|Marques Da Silva, Jose|
|Karlen, Douglas - Doug|
Submitted to: Soil & Tillage Research
Publication Type: Peer Reviewed Journal
Publication Acceptance Date: 1/2/2004
Publication Date: 8/1/2004
Citation: Marques Da Silva, J.R., Soares, J.M., Karlen, D.L. 2004. Implement and soil condition effects on tillage-induced erosion. Soil & Tillage Research. 78:207-216. Interpretive Summary: Excessive or improper tillage practices on sloping land can have a very detrimental effect on soil quality because of its potential effects on soil erosion. Three different soil erosion processes can be affected. These are water, wind, or tillage erosion depending primarily upon the location, climate, and displacement caused by the movement of soil particles down slope during the tillage operation. This study, conducted in Portugal, provides farmers and equipment manufacturers quantitative data to help them understand the process of tillage erosion with a moldboard plow and a disk harrow. Plowing up and down slope produced a net soil movement perpendicular to and in the direction of the tillage operation. For the moldboard plow used in this study, the net movement was approximately 0.45 m (18 inches), but this could be different for other tools. Tilling up and down slope with an offset harrow disk also produced a net soil transport in the direction of tillage. The amount of soil movement or tillage erosion was slope dependent and also varied with the soil condition (i.e., grassland stubble versus pre-tilled), the velocity of tillage, and how aggressively the disk was set (i.e., opening angle) for the tillage operation. This research demonstrated two relationships that soil quality specialists need to be aware of, the "annual tillage transport coefficient" and the "crop rotation tillage transport coefficient." These coefficients may be useful soil management indicators that will help land managers understand the long-term effects of crop production on soil quality.

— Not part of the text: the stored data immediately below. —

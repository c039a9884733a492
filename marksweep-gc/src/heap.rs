use std::time::{Duration, Instant};

use indexmap::{IndexMap, IndexSet};

use crate::dump::GraphDump;
use crate::error::{GcError, GcResult};
use crate::gc::{Gc, HeapId};
use crate::object::{ManagedObject, ObjectId};
use crate::stats::{CycleStats, GcStats};
use crate::trace::Tracer;

#[derive(Debug, Clone, PartialEq)]
pub struct GcParams {
    /// Live object count above which [`GcHeap::maybe_collect`] runs a cycle.
    pub threshold: usize,
    /// Fraction of the threshold that may stay live after a triggered cycle before the threshold
    /// is raised. Must lie in `(0, 1]`; anything else is replaced by the default.
    pub used_space_ratio: f64,
}

impl Default for GcParams {
    fn default() -> Self {
        Self {
            threshold: 1024,
            used_space_ratio: 0.7,
        }
    }
}

/// The GC heap itself, which is the storage for all GC-ed objects.
///
/// Objects are kept in allocation order, which is also identity order.
#[derive(Debug)]
pub struct GcHeap<T> {
    id: HeapId,
    params: GcParams,
    objects: IndexMap<ObjectId, ManagedObject<T>>,
    roots: IndexSet<ObjectId>,
    collected_count: usize,
    history: Vec<CycleStats>,
    time_spent: Duration,
    tracer: Tracer,
    /// Whether the marks still describe the current graph, i.e. nothing changed since `mark`.
    marks_valid: bool,
}

impl<T> Default for GcHeap<T> {
    fn default() -> Self {
        Self::new()
    }
}

impl<T> GcHeap<T> {
    /// Creates a new empty GC heap, with the default parameters.
    pub fn new() -> Self {
        Self::with_params(GcParams::default())
    }

    /// Creates a new empty GC heap, with the specified parameters.
    pub fn with_params(mut params: GcParams) -> Self {
        let ratio = params.used_space_ratio;
        if !(ratio > 0.0 && ratio <= 1.0) {
            let default = GcParams::default().used_space_ratio;
            log::warn!("invalid used space ratio {}, using {} instead", ratio, default);
            params.used_space_ratio = default;
        }
        Self {
            id: HeapId::next(),
            params,
            objects: IndexMap::new(),
            roots: IndexSet::new(),
            collected_count: 0,
            history: Vec::new(),
            time_spent: Duration::ZERO,
            tracer: Tracer::new(),
            marks_valid: false,
        }
    }

    /// Returns a reference to the GC's parameters.
    pub fn params(&self) -> &GcParams {
        &self.params
    }

    /// Returns the GC's aggregate statistics.
    pub fn stats(&self) -> GcStats {
        GcStats {
            total_objects: self.objects.len(),
            root_objects: self.roots.len(),
            total_collected: self.collected_count,
            collection_cycles: self.history.len(),
            total_time_spent: self.time_spent,
        }
    }

    /// Returns the statistics of every completed cycle, oldest first.
    pub fn history(&self) -> &[CycleStats] {
        &self.history
    }

    /// Allocates an object on the GC heap, returning its handle.
    pub fn allocate(&mut self, name: impl Into<String>, data: T) -> Gc {
        let object = ManagedObject::new(name.into(), data);
        let id = object.id();
        log::debug!("allocated: {}", object);
        self.objects.insert(id, object);
        self.marks_valid = false;
        Gc { heap: self.id, id }
    }

    /// Adds a reference from `from` to `to`.
    ///
    /// Returns `false` if that reference already existed.
    pub fn add_reference(&mut self, from: Gc, to: Gc) -> GcResult<bool> {
        let target = self.resolve(to)?;
        let object = self.object_mut(from)?;
        let added = object.add_reference(target);
        if added {
            self.marks_valid = false;
            log::debug!("added reference: {} -> {}", from.id, target);
        }
        Ok(added)
    }

    /// Removes the reference from `from` to `to`.
    ///
    /// Returns `false` if there was no such reference. The target need not be live.
    pub fn remove_reference(&mut self, from: Gc, to: Gc) -> GcResult<bool> {
        let target = self.owned(to)?;
        let object = self.object_mut(from)?;
        let removed = object.remove_reference(target);
        if removed {
            self.marks_valid = false;
            log::debug!("removed reference: {} -> {}", from.id, target);
        }
        Ok(removed)
    }

    /// Pins a live object as a root.
    ///
    /// Returns `false` if it already was one.
    pub fn add_root(&mut self, gc: Gc) -> GcResult<bool> {
        let id = self.resolve(gc)?;
        let added = self.roots.insert(id);
        if added {
            self.marks_valid = false;
            log::debug!("added root: {}", id);
        }
        Ok(added)
    }

    /// Unpins an object from the root set.
    ///
    /// Returns `false` if it was not a root.
    pub fn remove_root(&mut self, gc: Gc) -> GcResult<bool> {
        let id = self.owned(gc)?;
        let removed = self.roots.shift_remove(&id);
        if removed {
            self.marks_valid = false;
            log::debug!("removed root: {}", id);
        }
        Ok(removed)
    }

    /// Returns whether the object behind this handle is live in this heap.
    pub fn contains(&self, gc: Gc) -> bool {
        self.resolve(gc).is_ok()
    }

    /// Returns whether the object behind this handle is a root of this heap.
    pub fn is_root(&self, gc: Gc) -> bool {
        gc.heap == self.id && self.roots.contains(&gc.id)
    }

    /// Returns the object behind this handle.
    pub fn get(&self, gc: Gc) -> GcResult<&ManagedObject<T>> {
        let id = self.resolve(gc)?;
        self.objects.get(&id).ok_or(GcError::UnknownObject(id))
    }

    /// Returns the object behind this handle, mutably.
    ///
    /// Only the payload can be changed this way: references go through the heap,
    /// and the mark state is the collector's business.
    pub fn get_mut(&mut self, gc: Gc) -> GcResult<&mut ManagedObject<T>> {
        self.object_mut(gc)
    }

    /// Returns a handle to the live object with the given identity, if any.
    pub fn handle(&self, id: ObjectId) -> Option<Gc> {
        if self.objects.contains_key(&id) {
            Some(Gc { heap: self.id, id })
        } else {
            None
        }
    }

    /// Iterates over every live object, in allocation order.
    pub fn objects(&self) -> impl Iterator<Item = &ManagedObject<T>> + '_ {
        self.objects.values()
    }

    /// Iterates over handles to every live object, in allocation order.
    pub fn handles(&self) -> impl Iterator<Item = Gc> + '_ {
        let heap = self.id;
        self.objects.keys().map(move |id| Gc { heap, id: *id })
    }

    /// Iterates over every live object along with its handle, in allocation order.
    pub fn iter(&self) -> impl Iterator<Item = (Gc, &ManagedObject<T>)> + '_ {
        let heap = self.id;
        self.objects
            .iter()
            .map(move |(id, object)| (Gc { heap, id: *id }, object))
    }

    /// Iterates over handles to every root, in the order they were pinned.
    pub fn roots(&self) -> impl Iterator<Item = Gc> + '_ {
        let heap = self.id;
        self.roots.iter().map(move |id| Gc { heap, id: *id })
    }

    /// Returns the number of live objects.
    pub fn len(&self) -> usize {
        self.objects.len()
    }

    /// Returns whether the heap holds no live objects.
    pub fn is_empty(&self) -> bool {
        self.objects.is_empty()
    }

    /// Returns a printable view of the object graph.
    pub fn dump(&self) -> GraphDump<'_, T> {
        GraphDump::new(self)
    }

    /// Performs the mark phase: clears every mark, then marks everything reachable from the roots.
    ///
    /// Returns the number of objects marked.
    pub fn mark(&mut self) -> usize {
        let marked = self.tracer.trace(&mut self.objects, &self.roots);
        self.marks_valid = true;
        log::debug!("mark phase complete: {} objects marked as reachable", marked);
        marked
    }

    /// Performs the sweep phase: evicts every object left unmarked by the latest mark phase.
    ///
    /// If the heap was mutated since that mark phase (or none ran yet), the graph is marked again
    /// first. The evicted objects are returned as tombstones, for diagnostics only.
    pub fn sweep(&mut self) -> Vec<ManagedObject<T>> {
        if !self.marks_valid {
            log::debug!("marks are out of date, marking again before sweeping");
            self.mark();
        }

        let capacity = self.objects.len();
        let snapshot = std::mem::replace(&mut self.objects, IndexMap::with_capacity(capacity));

        let mut swept = Vec::new();
        for (id, mut object) in snapshot {
            if object.is_marked() {
                self.objects.insert(id, object);
            } else {
                object.bury();
                log::trace!("collected: {}", object);
                swept.push(object);
            }
        }

        debug_assert!(self.roots.iter().all(|id| self.objects.contains_key(id)));

        self.collected_count += swept.len();
        log::debug!("sweep phase complete: {} objects collected", swept.len());
        swept
    }

    /// Performs garbage collection (mark-and-sweep) on the GC heap.
    pub fn collect(&mut self) -> CycleStats {
        let (stats, _) = self.collect_with_tombstones();
        stats
    }

    /// Performs garbage collection (mark-and-sweep) on the GC heap, also returning the tombstones
    /// of the collected objects.
    pub fn collect_with_tombstones(&mut self) -> (CycleStats, Vec<ManagedObject<T>>) {
        let start = Instant::now();
        let initial_objects = self.objects.len();
        log::debug!(
            "collection cycle started: {} objects, {} roots",
            initial_objects,
            self.roots.len(),
        );

        let marked_objects = self.mark();
        let swept = self.sweep();
        let collected_objects = swept.len();
        let final_objects = self.objects.len();

        debug_assert_eq!(marked_objects + collected_objects, initial_objects);
        debug_assert_eq!(final_objects, initial_objects - collected_objects);

        let elapsed = start.elapsed();
        self.time_spent += elapsed;

        let stats = CycleStats {
            initial_objects,
            marked_objects,
            collected_objects,
            final_objects,
            roots: self.roots.len(),
            elapsed,
        };
        self.history.push(stats.clone());
        log::info!(
            "collection cycle {} complete: {} objects freed, {} objects remaining",
            self.history.len(),
            collected_objects,
            final_objects,
        );

        (stats, swept)
    }

    /// Performs garbage collection (mark-and-sweep) on the GC heap, only if necessary.
    pub fn maybe_collect(&mut self) -> Option<CycleStats> {
        if self.objects.len() <= self.params.threshold {
            return None;
        }

        let stats = self.collect();
        if stats.final_objects as f64 > self.params.threshold as f64 * self.params.used_space_ratio
        {
            self.params.threshold =
                (stats.final_objects as f64 / self.params.used_space_ratio) as usize;
            log::debug!("collection threshold raised to {}", self.params.threshold);
        }

        Some(stats)
    }

    /// Drops every object and root, and resets all statistics.
    ///
    /// Handles obtained before the reset are rejected afterwards.
    pub fn clear(&mut self) {
        self.objects.clear();
        self.roots.clear();
        self.collected_count = 0;
        self.history.clear();
        self.time_spent = Duration::ZERO;
        self.marks_valid = false;
        log::debug!("heap cleared");
    }

    /// Checks that the handle was produced by this heap.
    fn owned(&self, gc: Gc) -> GcResult<ObjectId> {
        if gc.heap == self.id {
            Ok(gc.id)
        } else {
            Err(GcError::ForeignHandle(gc.id))
        }
    }

    /// Checks that the handle was produced by this heap and that its object is still live.
    fn resolve(&self, gc: Gc) -> GcResult<ObjectId> {
        let id = self.owned(gc)?;
        if self.objects.contains_key(&id) {
            Ok(id)
        } else {
            Err(GcError::UnknownObject(id))
        }
    }

    fn object_mut(&mut self, gc: Gc) -> GcResult<&mut ManagedObject<T>> {
        let id = self.owned(gc)?;
        self.objects.get_mut(&id).ok_or(GcError::UnknownObject(id))
    }
}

Technical Abstract: Water, wind, or tillage-induced soil erosion can significantly degrade soil quality. Therefore, understanding soil displacement through tillage translocation is an important step toward developing tillage practices that do not degrade soil resources. Our primary objective was to determine the effects of soil condition (i.e. grassland stubble versus previously tilled soil), opening angle, and harrow speed on soil translocation. A second field study also conducted on a Lixisol but only in the stubble field, quantified displacement effects of moldboard plowing. Soil displacement or translocation after each tillage operation in both studies was measured using aluminium cubes with a side length of 15 mm as 'tracers'. Offset angles for the harrow disk were 20°, 44° and 59°; tractor velocities ranged from 1.9 to 7.0 km h-1 and tillage depth ranged from 4 to 11 cm. The depth of moldboard plowing was approximately 40 cm with a wheel speed of 3.7 km h-1. The translocation coefficients for the two implements were very different averaging 770 kg m-1 for the moldboard plow and ranging from 9 to 333 kg m-1 for the harrow disk. This shows that the moldboard plow was more erosive than the harrow disk in these studies. All three variables (soil condition, opening angle, and tillage velocity) were critical factors affecting the translocation coefficient for the harrow disk. Displacement distances were the largest for compacted soils (stubble field), with higher opening or offset angles, and at higher velocities. The results also showed significant correlation for (a) mean soil displacement in the direction of tillage and the slope gradient, and (b) soil transport coefficient and the opening angle. Our results can be used to predict the transport coefficient (a potential soil quality indicator for tillage erosion) for the harrow disk, provided tillage depth, opening angle, and tool operating speed are known.